All day today I have been in a tug of war with God about what I wanted to write about today…there were THREE different things that have been rolling around in my head, but one of them seems to be SCREAMING at me to discuss. Again, I want to preface this by saying that this is so not very easy for me…being in ministry for years has taught me how to “wear the mask” that everything is good, not to complain, not to make waves, etc…but to be quite honest God just didn’t make me that way so here we go on another adventure.
Ok, here’s the deal…I know that people are human, and that “as the Scriptures say, No one is good, not even one”, but how do you move past the hurt, pain, rejection, fear, and betrayal of a friend (or in my case, many friends)? I have prayed, given it over to God, begged Him to release me from it, but the reality is that the pain is still there.
I read on another blog of a fairly well known music Pastor’s wife a post a couple months ago about their move across the US and how all their best friends said they would be there for them, keep in touch with them, etc. and well…they weren’t.
I know people are people (great now I have that Tears for Fears song in my head) and we are built to have relationships and community, but why does it have to hurt so bad?
In my case when I left my ministry position at the church I had tons of friends, people that said they “had my back”, people that I did everything with (we did life together), and people that I thought I would grow old with, and now where are they? I keep thinking of that Jody Whatley song in the 80’s (Friends will let you down, Friends won’t be around, when you need them most where are your friends?)…do you remember that song? (I know I know, it is kind of a depressing theme with a great beat…ha!)
Seriously, I am not trying to be negative, but I am trying to be honest…how many times do we “brush it under the rug” and move on with our tails between our legs? I totally don’t expect anything from any of the people that I need to forgive, because in all reality they have moved on and I am the one who is still hurt.
So, how do you do move to forgiving? For me I guess I have just laid it at the foot of the Cross and asked for healing, for forgiveness, and for peace. I know that it is not an overnight thing (not by any means) and that it has to start with me. A very good and wise friend of mine sat me down and she said, “Melissa, you have to start with your head first, then your heart will follow.” That is GREAT advice, don’t you think?

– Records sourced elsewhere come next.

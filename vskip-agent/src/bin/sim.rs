//! vskip-sim - scripted playback driver
//!
//! Stands in for a real host player: emits a session-start notification
//! for one episode, advances a simulated playback position on a timer,
//! and lets the real pipeline (metadata lookup, segment resolution,
//! skip monitor) react to it. With `--offline` the metadata lookup is
//! stubbed; otherwise a real TMDB lookup is issued and any failure
//! demonstrates the hard-fallback path.

use std::path::PathBuf;
use std::sync::atomic::{AtomicU64, Ordering};
use std::sync::Arc;
use std::time::Duration;

use anyhow::{Context, Result};
use clap::Parser;
use tokio::sync::broadcast;
use tracing::info;
use tracing_subscriber::{layer::SubscriberExt, util::SubscriberInitExt};

use vskip_agent::host::{HostEvent, PlayerHost, PlayerItem};
use vskip_agent::metadata::{SegmentProvider, StubProvider, TmdbClient};
use vskip_agent::surface::VideoSurface;
use vskip_agent::SkipPlugin;
use vskip_common::config::VskipConfig;
use vskip_common::events::{EventBus, SkipEvent};
use vskip_common::SegmentSet;

/// Command-line arguments for vskip-sim
#[derive(Parser, Debug)]
#[command(name = "vskip-sim")]
#[command(about = "Scripted playback driver for the vskip agent")]
#[command(version)]
struct Args {
    /// Configuration file (defaults to the standard lookup order)
    #[arg(short, long, env = "VSKIP_CONFIG")]
    config: Option<PathBuf>,

    /// Skip the network and stub the metadata provider
    #[arg(long)]
    offline: bool,

    /// Stubbed episode runtime in minutes (with --offline)
    #[arg(long, default_value_t = 24.0)]
    runtime_minutes: f64,

    /// Series id to look up
    #[arg(long, default_value_t = 1399)]
    series: u64,

    /// Season number
    #[arg(long, default_value_t = 1)]
    season: u32,

    /// Episode number
    #[arg(long, default_value_t = 1)]
    episode: u32,

    /// Wall-clock interval between position updates
    #[arg(long, default_value_t = 100)]
    tick_ms: u64,

    /// Simulated playback seconds per tick
    #[arg(long, default_value_t = 15.0)]
    step_secs: f64,
}

/// Simulated video surface: an atomic position plus a broadcast stream
struct SimSurface {
    /// Current position as f64 bits
    position_bits: AtomicU64,
    position_tx: broadcast::Sender<f64>,
    seek_count: AtomicU64,
}

impl SimSurface {
    fn new() -> Self {
        let (position_tx, _) = broadcast::channel(64);
        Self {
            position_bits: AtomicU64::new(0f64.to_bits()),
            position_tx,
            seek_count: AtomicU64::new(0),
        }
    }

    /// Advance simulated playback and publish the new position
    fn advance(&self, step_secs: f64) -> f64 {
        let next = self.position() + step_secs;
        self.position_bits.store(next.to_bits(), Ordering::Relaxed);
        let _ = self.position_tx.send(next);
        next
    }

    fn seeks(&self) -> u64 {
        self.seek_count.load(Ordering::Relaxed)
    }
}

impl VideoSurface for SimSurface {
    fn position(&self) -> f64 {
        f64::from_bits(self.position_bits.load(Ordering::Relaxed))
    }

    fn seek(&self, position_secs: f64) -> vskip_common::Result<()> {
        self.position_bits
            .store(position_secs.to_bits(), Ordering::Relaxed);
        self.seek_count.fetch_add(1, Ordering::Relaxed);
        info!(to = position_secs, "surface seek");
        Ok(())
    }

    fn subscribe_position(&self) -> broadcast::Receiver<f64> {
        self.position_tx.subscribe()
    }
}

/// Simulated host: one notification channel, one surface
struct SimHost {
    tx: broadcast::Sender<HostEvent>,
    surface: Arc<SimSurface>,
}

impl SimHost {
    fn new(surface: Arc<SimSurface>) -> Self {
        let (tx, _) = broadcast::channel(8);
        Self { tx, surface }
    }

    /// Wait until the controller has subscribed to notifications
    async fn ready(&self) {
        while self.tx.receiver_count() == 0 {
            tokio::time::sleep(Duration::from_millis(10)).await;
        }
    }

    fn start_playback(&self, item: PlayerItem) {
        let _ = self.tx.send(HostEvent::PlaybackStarted { item });
    }
}

impl PlayerHost for SimHost {
    fn subscribe(&self) -> broadcast::Receiver<HostEvent> {
        self.tx.subscribe()
    }

    fn video_surface(&self) -> Option<Arc<dyn VideoSurface>> {
        Some(self.surface.clone())
    }
}

/// Wait for the monitor to arm and return the resolved segments
async fn wait_for_armed(rx: &mut broadcast::Receiver<SkipEvent>) -> Result<SegmentSet> {
    let armed = tokio::time::timeout(Duration::from_secs(60), async {
        loop {
            match rx.recv().await {
                Ok(SkipEvent::SegmentsResolved { segments, source, .. }) => {
                    return Ok((segments, source));
                }
                Ok(SkipEvent::SkipUnavailable { reason, .. }) => {
                    anyhow::bail!("skipping unavailable: {}", reason);
                }
                Ok(_) => continue,
                Err(e) => anyhow::bail!("event stream ended: {}", e),
            }
        }
    })
    .await
    .context("timed out waiting for the skip monitor to arm")?;

    let (segments, source) = armed?;
    info!(%source, ?segments, "monitor armed");
    Ok(segments)
}

#[tokio::main]
async fn main() -> Result<()> {
    // Initialize tracing
    tracing_subscriber::registry()
        .with(
            tracing_subscriber::EnvFilter::try_from_default_env()
                .unwrap_or_else(|_| "info,vskip_agent=debug,vskip_common=debug".into()),
        )
        .with(tracing_subscriber::fmt::layer())
        .init();

    let args = Args::parse();

    let config = VskipConfig::load(args.config.as_deref())
        .context("Failed to load configuration")?;
    let events = EventBus::new(config.events.capacity);

    let surface = Arc::new(SimSurface::new());
    let host = Arc::new(SimHost::new(surface.clone()));

    let provider: Arc<dyn SegmentProvider> = if args.offline {
        info!(runtime_minutes = args.runtime_minutes, "offline mode; metadata stubbed");
        Arc::new(StubProvider::with_runtime(args.runtime_minutes))
    } else {
        Arc::new(TmdbClient::from_config(&config.provider).context("Failed to build TMDB client")?)
    };

    // Exercise the no-registry fallback: init runs immediately
    let plugin = SkipPlugin::new(host.clone(), provider, events.clone());
    let controller_task = plugin
        .register(None)
        .context("direct init should return the controller task")?;

    // Log every bus event as it happens
    let mut log_rx = events.subscribe();
    let event_task = tokio::spawn(async move {
        while let Ok(event) = log_rx.recv().await {
            let payload = serde_json::to_string(&event).unwrap_or_default();
            info!(event = %event.event_type(), %payload, "bus event");
        }
    });

    let mut armed_rx = events.subscribe();
    host.ready().await;
    host.start_playback(PlayerItem {
        series_id: Some(args.series),
        season: Some(args.season),
        episode: Some(args.episode),
        title: None,
    });

    let segments = wait_for_armed(&mut armed_rx).await?;

    // Drive simulated playback to the end of the episode
    let tick = Duration::from_millis(args.tick_ms);
    loop {
        tokio::time::sleep(tick).await;
        let position = surface.advance(args.step_secs);
        if position >= segments.ending_end {
            break;
        }
    }

    // Let the final updates drain before reporting
    tokio::time::sleep(Duration::from_millis(200)).await;

    info!(
        seeks = surface.seeks(),
        final_position = surface.position(),
        "simulation complete"
    );

    event_task.abort();
    controller_task.abort();
    Ok(())
}
//! Plugin registration
//!
//! The agent presents itself to the host as a named, versioned unit
//! with an `init` entry point. Hosts that keep a plugin registry call
//! `init` once at load time; when no registry exists, registration
//! falls back to initializing immediately.

use std::fmt;
use std::sync::Arc;

use tokio::task::JoinHandle;
use tracing::info;

use vskip_common::events::EventBus;

use crate::host::PlayerHost;
use crate::metadata::SegmentProvider;
use crate::session::SessionController;

pub const PLUGIN_NAME: &str = "vskip";
pub const PLUGIN_VERSION: &str = env!("CARGO_PKG_VERSION");

/// Name and version the plugin registers under
#[derive(Debug, Clone, Copy, PartialEq, Eq)]
pub struct PluginDescriptor {
    pub name: &'static str,
    pub version: &'static str,
}

/// A plugin handed to the host: descriptor plus its `init` entry point
pub struct RegisteredPlugin {
    pub descriptor: PluginDescriptor,
    init: Box<dyn FnOnce() -> JoinHandle<()> + Send>,
}

impl RegisteredPlugin {
    /// Invoke the entry point; the host calls this once at load time
    ///
    /// Must run inside a tokio runtime: the entry point spawns the
    /// session controller loop and returns its task handle.
    pub fn init(self) -> JoinHandle<()> {
        (self.init)()
    }
}

impl fmt::Debug for RegisteredPlugin {
    fn fmt(&self, f: &mut fmt::Formatter<'_>) -> fmt::Result {
        f.debug_struct("RegisteredPlugin")
            .field("descriptor", &self.descriptor)
            .finish()
    }
}

/// Host-side plugin registry
pub trait HostRegistry {
    fn add(&mut self, plugin: RegisteredPlugin);
}

/// The vskip plugin, ready to register
pub struct SkipPlugin {
    controller: SessionController,
}

impl SkipPlugin {
    pub fn new(
        host: Arc<dyn PlayerHost>,
        provider: Arc<dyn SegmentProvider>,
        events: EventBus,
    ) -> Self {
        Self {
            controller: SessionController::new(host, provider, events),
        }
    }

    pub fn descriptor() -> PluginDescriptor {
        PluginDescriptor {
            name: PLUGIN_NAME,
            version: PLUGIN_VERSION,
        }
    }

    /// Package the plugin for a host registry
    pub fn into_registered(self) -> RegisteredPlugin {
        let controller = self.controller;
        RegisteredPlugin {
            descriptor: Self::descriptor(),
            init: Box::new(move || {
                info!(name = PLUGIN_NAME, version = PLUGIN_VERSION, "plugin initialized");
                tokio::spawn(controller.run())
            }),
        }
    }

    /// Register with the host, or initialize directly when it has no registry
    ///
    /// Returns the controller task handle on the direct-init path, None
    /// when the host took ownership of the entry point.
    pub fn register(self, registry: Option<&mut dyn HostRegistry>) -> Option<JoinHandle<()>> {
        match registry {
            Some(registry) => {
                registry.add(self.into_registered());
                info!(name = PLUGIN_NAME, version = PLUGIN_VERSION, "plugin registered with host");
                None
            }
            None => {
                info!("no host registry; initializing plugin directly");
                Some(self.into_registered().init())
            }
        }
    }
}

#[cfg(test)]
mod tests {
    use super::*;
    use tokio::sync::broadcast;

    use crate::host::HostEvent;
    use crate::metadata::StubProvider;
    use crate::surface::VideoSurface;

    struct IdleHost {
        tx: broadcast::Sender<HostEvent>,
    }

    impl IdleHost {
        fn new() -> Self {
            let (tx, _) = broadcast::channel(8);
            Self { tx }
        }
    }

    impl PlayerHost for IdleHost {
        fn subscribe(&self) -> broadcast::Receiver<HostEvent> {
            self.tx.subscribe()
        }

        fn video_surface(&self) -> Option<Arc<dyn VideoSurface>> {
            None
        }
    }

    #[derive(Default)]
    struct VecRegistry {
        plugins: Vec<RegisteredPlugin>,
    }

    impl HostRegistry for VecRegistry {
        fn add(&mut self, plugin: RegisteredPlugin) {
            self.plugins.push(plugin);
        }
    }

    fn plugin() -> SkipPlugin {
        SkipPlugin::new(
            Arc::new(IdleHost::new()),
            Arc::new(StubProvider::unavailable()),
            EventBus::new(16),
        )
    }

    #[test]
    fn test_descriptor() {
        let descriptor = SkipPlugin::descriptor();
        assert_eq!(descriptor.name, "vskip");
        assert_eq!(descriptor.version, env!("CARGO_PKG_VERSION"));
    }

    #[tokio::test]
    async fn test_register_with_registry_defers_init() {
        let mut registry = VecRegistry::default();
        let handle = plugin().register(Some(&mut registry));

        assert!(handle.is_none());
        assert_eq!(registry.plugins.len(), 1);
        assert_eq!(registry.plugins[0].descriptor.name, "vskip");

        // Host invokes the entry point later
        let task = registry.plugins.pop().unwrap().init();
        task.abort();
    }

    #[tokio::test]
    async fn test_register_without_registry_inits_immediately() {
        let handle = plugin().register(None);
        let task = handle.expect("direct init should return the controller task");
        assert!(!task.is_finished());
        task.abort();
    }
}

Now, here I am, starting with my head first, knowing that soon my heart will follow, and all the while putting myself back out there to make new friends. Is it easy, nope? Does it need to happen, you betcha. Will God use everything that has happened for His Glory, praise God YES!!!
What about you?
How do you move past the hurt and pain that was caused by friends?
Have you put yourself back out there to make new friends?
Have you forgiven those who have let you down?
Thanks again for allowing me to share from the heart. It is not an easy thing to do…you want people to see that you have it “all together”. But, the reality is that I don’t, and chances are you don’t either. Let’s drop the façade and just be ourselves. I want to be the BEST Melissa I can be and I know that as long as I “passionately pursue God’s purpose every day” then I am right where I need to be.
Last week I got some really great emails from those of you who could relate to the search for a new church home…I would just like to encourage you to email me again if you need prayers or have something that you would like to be discussed in one of our Transparent Tuesday posts. Thanks for allowing me to be me…email me HERE!
PS – Please please please do not email me to tell (or yell) at me for struggling with forgiveness (and I am not saying that any of you would do that, but…). I am posting these types of posts to try and build AUTHENTIC community. Let’s share. Love. and Care for each other.